Yetide Badaki (American Gods) guests in a forceful turn as Neera, a childhood friend of Una’s who just so happens to be an Illyrian civil rights lawyer, transforming a mere court martial into a test balloon for Illyrian rights in the Federation. In franchise terms, the outcome is predetermined. Una’s rank will remain intact, and so will the Federation’s strict anti-genetic tampering laws. Those elements are locked within the bedrock of Star Trek canon.
But between the two Illyrian characters and the two actresses embodying them, they deliver one of the all-time great Star Trek trials. If Una takes a backseat to her lawyer in the show’s most dramatic moments, it’s only for Neera to deliver oratory that comes from the same experiences, the same culture, the same plight. While Neera demands that Starfleet look her people in the eye when they say that anti-Illyrian laws are rooted in safety rather than centuries-old prejudice, Una has her moment to hold forth on the terror of keeping one’s identity secret from an early age, and the promise of acceptance and inclusion that rang so strongly from the mere idea of Starfleet that she chose to deny who she was to become a part of it.

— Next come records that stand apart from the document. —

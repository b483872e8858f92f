//! Keyword Index
//!
//! Inverted-index adapter over SQLite FTS5 (porter stemming, BM25 ranking).
//! Owns its own connection to the shared database file; the document store
//! never writes the keyword tables, so fan-out counts stay honest per index.

use rusqlite::{Connection, params};
use std::path::Path;
use std::sync::Mutex;

use crate::filter::ScopeFilter;
use crate::memory::{EpisodicRecord, MAX_FETCH_LIMIT};

// ============================================================================
// ERROR TYPES
// ============================================================================

/// Keyword index error type
#[non_exhaustive]
#[derive(Debug, thiserror::Error)]
pub enum KeywordIndexError {
    /// Database error
    #[error("Database error: {0}")]
    Database(#[from] rusqlite::Error),
    /// Document (de)serialization error
    #[error("Serialization error: {0}")]
    Serialization(#[from] serde_json::Error),
}

/// Keyword index result type
pub type Result<T> = std::result::Result<T, KeywordIndexError>;

// ============================================================================
// TOKENIZATION
// ============================================================================

/// Stopwords dropped from queries before matching
const STOPWORDS: &[&str] = &[
    "the", "a", "an", "and", "or", "but", "of", "to", "in", "on", "at", "for", "with", "is",
    "are", "was", "were", "be", "been", "it", "its", "this", "that", "these", "those", "as",
    "by", "from", "about", "into", "than", "then", "so", "do", "does", "did", "has", "have",
    "had", "what", "when", "where", "who", "how", "why", "which",
];

/// Tokenize a query into search terms.
///
/// Alphanumeric runs become word tokens; runs of CJK characters are split
/// into character bigrams so untokenized scripts still match. Stopwords and
/// tokens shorter than 2 characters are dropped.
pub fn tokenize_query(query: &str) -> Vec<String> {
    let mut terms = Vec::new();
    let mut word = String::new();
    let mut cjk_run: Vec<char> = Vec::new();

    let flush_word = |word: &mut String, terms: &mut Vec<String>| {
        if word.chars().count() >= 2 && !STOPWORDS.contains(&word.as_str()) {
            terms.push(word.clone());
        }
        word.clear();
    };
    let flush_cjk = |run: &mut Vec<char>, terms: &mut Vec<String>| {
        match run.len() {
            0 => {}
            1 => {} // single CJK char is below the minimum token length
            _ => {
                for pair in run.windows(2) {
                    terms.push(pair.iter().collect());
                }
            }
        }
        run.clear();
    };

    for ch in query.chars() {
        if is_cjk(ch) {
            flush_word(&mut word, &mut terms);
            cjk_run.push(ch);
        } else if ch.is_alphanumeric() {
            flush_cjk(&mut cjk_run, &mut terms);
            word.extend(ch.to_lowercase());
        } else {
            flush_word(&mut word, &mut terms);
            flush_cjk(&mut cjk_run, &mut terms);
        }
    }
    flush_word(&mut word, &mut terms);
    flush_cjk(&mut cjk_run, &mut terms);
    terms
}

fn is_cjk(ch: char) -> bool {
    matches!(ch as u32,
        0x4E00..=0x9FFF | 0x3400..=0x4DBF | 0x3040..=0x30FF | 0xAC00..=0xD7AF)
}

/// Quote a term for an FTS5 MATCH expression
fn sanitize_term(term: &str) -> String {
    format!("\"{}\"", term.replace('"', ""))
}

// ============================================================================
// HITS
// ============================================================================

/// One BM25 hit with its source document
#[derive(Debug, Clone)]
pub struct KeywordHit {
    /// The stored record (vector always empty on this path)
    pub record: EpisodicRecord,
    /// BM25 relevance (higher is better)
    pub score: f32,
}

// ============================================================================
// KEYWORD INDEX
// ============================================================================

/// FTS5-backed inverted index over episodic records
pub struct KeywordIndex {
    conn: Mutex<Connection>,
}

impl KeywordIndex {
    /// Open the adapter against the shared database file.
    ///
    /// Migrations must already be applied (the document store does this).
    pub fn open(db_path: &Path) -> Result<Self> {
        let conn = Connection::open(db_path)?;
        conn.execute_batch(
            "PRAGMA journal_mode = WAL;
             PRAGMA synchronous = NORMAL;
             PRAGMA busy_timeout = 5000;",
        )?;
        Ok(Self {
            conn: Mutex::new(conn),
        })
    }

    fn lock(&self) -> std::sync::MutexGuard<'_, Connection> {
        self.conn.lock().unwrap_or_else(|e| e.into_inner())
    }

    /// Upsert one record into the index.
    ///
    /// `search_text` is the record's search snippets joined with newlines;
    /// the FTS triggers keep the virtual table in sync.
    pub fn upsert(&self, record: &EpisodicRecord) -> Result<()> {
        let mut source = record.clone();
        source.vector = Vec::new();
        let search_text = record.search_content.join("\n");

        let conn = self.lock();
        conn.execute(
            "INSERT INTO keyword_docs
             (record_id, parent_event_id, memory_sub_type, event_type, user_id, group_id,
              timestamp_ms, search_text, source, deleted)
             VALUES (?1, ?2, ?3, ?4, ?5, ?6, ?7, ?8, ?9, 0)
             ON CONFLICT(record_id) DO UPDATE SET
               search_text = excluded.search_text,
               source = excluded.source,
               timestamp_ms = excluded.timestamp_ms,
               deleted = 0",
            params![
                record.record_id,
                record.parent_event_id,
                record.memory_sub_type.as_str(),
                record.event_type,
                record.user_id,
                record.group_id,
                record.timestamp.timestamp_millis(),
                search_text,
                serde_json::to_string(&source)?,
            ],
        )?;
        Ok(())
    }

    /// Multi-term BM25 search with scalar filters and offset paging.
    ///
    /// Terms are OR-combined; an empty term list returns no hits.
    pub fn multi_search(
        &self,
        terms: &[String],
        filter: &ScopeFilter,
        size: usize,
        from: usize,
    ) -> Result<Vec<KeywordHit>> {
        if terms.is_empty() || size == 0 {
            return Ok(vec![]);
        }
        let size = size.min(MAX_FETCH_LIMIT);
        let match_expr = terms
            .iter()
            .map(|t| sanitize_term(t))
            .collect::<Vec<_>>()
            .join(" OR ");

        let mut clauses = vec!["d.deleted = 0".to_string()];
        let mut binds: Vec<Box<dyn rusqlite::ToSql>> = vec![Box::new(match_expr)];
        if let Some(user_id) = &filter.user_id {
            binds.push(Box::new(user_id.clone()));
            clauses.push(format!("d.user_id = ?{}", binds.len()));
        }
        if let Some(group_id) = &filter.group_id {
            binds.push(Box::new(group_id.clone()));
            clauses.push(format!("d.group_id = ?{}", binds.len()));
        }
        if let Some(start) = filter.start_ms {
            binds.push(Box::new(start));
            clauses.push(format!("d.timestamp_ms >= ?{}", binds.len()));
        }
        if let Some(end) = filter.end_ms {
            binds.push(Box::new(end));
            clauses.push(format!("d.timestamp_ms <= ?{}", binds.len()));
        }

        let sql = format!(
            "SELECT d.source, bm25(keyword_fts) AS rank
             FROM keyword_fts f
             JOIN keyword_docs d ON d.rowid = f.rowid
             WHERE keyword_fts MATCH ?1 AND {}
             ORDER BY rank ASC
             LIMIT {size} OFFSET {from}",
            clauses.join(" AND ")
        );

        let conn = self.lock();
        let mut stmt = conn.prepare(&sql)?;
        let rows = stmt.query_map(
            rusqlite::params_from_iter(binds.iter().map(|b| b.as_ref())),
            |row| {
                let source: String = row.get(0)?;
                let rank: f64 = row.get(1)?;
                Ok((source, rank))
            },
        )?;

        let mut hits = Vec::new();
        for row in rows {
            let (source, rank) = row?;
            let record: EpisodicRecord = serde_json::from_str(&source)?;
            // bm25() is lower-is-better; negate so callers sort descending
            hits.push(KeywordHit {
                record,
                score: (-rank) as f32,
            });
        }
        Ok(hits)
    }

    /// Soft-delete every record derived from a parent MemCell
    pub fn soft_delete_by_parent(&self, parent_event_id: &str) -> Result<usize> {
        let conn = self.lock();
        let updated = conn.execute(
            "UPDATE keyword_docs SET deleted = 1 WHERE parent_event_id = ?1 AND deleted = 0",
            params![parent_event_id],
        )?;
        Ok(updated)
    }

    /// Make pending writes visible to other connections. Idempotent.
    pub fn refresh(&self) -> Result<()> {
        let conn = self.lock();
        conn.execute_batch("PRAGMA wal_checkpoint(PASSIVE);")?;
        Ok(())
    }

    /// Live document count (audit/test hook)
    pub fn count(&self) -> Result<usize> {
        let conn = self.lock();
        conn.query_row(
            "SELECT COUNT(*) FROM keyword_docs WHERE deleted = 0",
            [],
            |row| row.get::<_, i64>(0).map(|n| n as usize),
        )
        .map_err(Into::into)
    }
}

// ============================================================================
// TESTS
// ============================================================================

#[cfg(test)]
mod tests {
    use super::*;
    use crate::memory::{MemCell, RecordKind};
    use crate::storage::DocumentStore;
    use chrono::Utc;
    use tempfile::TempDir;

    fn open_temp() -> (KeywordIndex, TempDir) {
        let dir = TempDir::new().unwrap();
        let path = dir.path().join("test.db");
        // the document store applies migrations for the shared file
        let _store = DocumentStore::open(Some(path.clone())).unwrap();
        (KeywordIndex::open(&path).unwrap(), dir)
    }

    fn record(id: &str, user: &str, text: &str) -> EpisodicRecord {
        let cell = MemCell::new(user, Some("g1".into()), vec![], Utc::now(), text);
        EpisodicRecord {
            record_id: id.to_string(),
            memory_sub_type: RecordKind::Episode,
            event_type: "conversation".into(),
            user_id: user.to_string(),
            group_id: Some("g1".to_string()),
            participants: vec![],
            timestamp: cell.timestamp,
            episode: text.to_string(),
            search_content: vec![text.to_string()],
            parent_event_id: cell.event_id,
            memcell_event_id_list: vec![],
            start_time: 0,
            end_time: 0,
            metadata: serde_json::json!({}),
            vector: vec![],
        }
    }

    #[test]
    fn test_tokenize_filters_stopwords_and_short_tokens() {
        let terms = tokenize_query("What is the Plan for a coffee meeting?");
        assert!(terms.contains(&"plan".to_string()));
        assert!(terms.contains(&"coffee".to_string()));
        assert!(terms.contains(&"meeting".to_string()));
        assert!(!terms.contains(&"is".to_string()));
        assert!(!terms.contains(&"a".to_string()));
    }

    #[test]
    fn test_tokenize_cjk_bigrams() {
        let terms = tokenize_query("咖啡计划");
        assert!(terms.contains(&"咖啡".to_string()));
        assert!(terms.contains(&"啡计".to_string()));
        assert!(terms.contains(&"计划".to_string()));
    }

    #[test]
    fn test_upsert_and_search() {
        let (index, _dir) = open_temp();
        index.upsert(&record("r1", "u1", "the team discussed coffee machines")).unwrap();
        index.upsert(&record("r2", "u1", "quarterly budget planning session")).unwrap();

        let hits = index
            .multi_search(&["coffee".to_string()], &ScopeFilter::default(), 10, 0)
            .unwrap();
        assert_eq!(hits.len(), 1);
        assert_eq!(hits[0].record.record_id, "r1");
        assert!(hits[0].score.is_finite());
    }

    #[test]
    fn test_search_applies_user_filter() {
        let (index, _dir) = open_temp();
        index.upsert(&record("r1", "u1", "coffee notes")).unwrap();
        index.upsert(&record("r2", "u2", "coffee notes")).unwrap();

        let hits = index
            .multi_search(&["coffee".to_string()], &ScopeFilter::for_user("u2"), 10, 0)
            .unwrap();
        assert_eq!(hits.len(), 1);
        assert_eq!(hits[0].record.user_id, "u2");
    }

    #[test]
    fn test_soft_delete_hides_hits() {
        let (index, _dir) = open_temp();
        let r = record("r1", "u1", "coffee notes");
        index.upsert(&r).unwrap();
        assert_eq!(index.soft_delete_by_parent(&r.parent_event_id).unwrap(), 1);

        let hits = index
            .multi_search(&["coffee".to_string()], &ScopeFilter::default(), 10, 0)
            .unwrap();
        assert!(hits.is_empty());
        assert_eq!(index.count().unwrap(), 0);
    }

    #[test]
    fn test_empty_terms_return_nothing() {
        let (index, _dir) = open_temp();
        index.upsert(&record("r1", "u1", "coffee")).unwrap();
        assert!(index.multi_search(&[], &ScopeFilter::default(), 10, 0).unwrap().is_empty());
    }

    #[test]
    fn test_upsert_is_replace() {
        let (index, _dir) = open_temp();
        index.upsert(&record("r1", "u1", "coffee")).unwrap();
        index.upsert(&record("r1", "u1", "tea ceremony")).unwrap();
        assert_eq!(index.count().unwrap(), 1);

        let coffee = index
            .multi_search(&["coffee".to_string()], &ScopeFilter::default(), 10, 0)
            .unwrap();
        assert!(coffee.is_empty());
        let tea = index
            .multi_search(&["ceremony".to_string()], &ScopeFilter::default(), 10, 0)
            .unwrap();
        assert_eq!(tea.len(), 1);
    }
}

The simple, bifurcated truth of Star Trek trial episodes is that they are a contrivance, and they rule. And you have to be careful with contrivances or they will, surprise, come off as contrived; or worse, have a subtextual meaning (this maybe-not-a-person should be quiet and let a person advocate for them) that diminishes your text (this maybe-not-a-person is a person, period).
The Star Trek trial episode wasn’t exactly broken, but “Ad Astra ad Aspera” fixed it regardless. “The Measure of a Man” finally has a successor worthy of the name.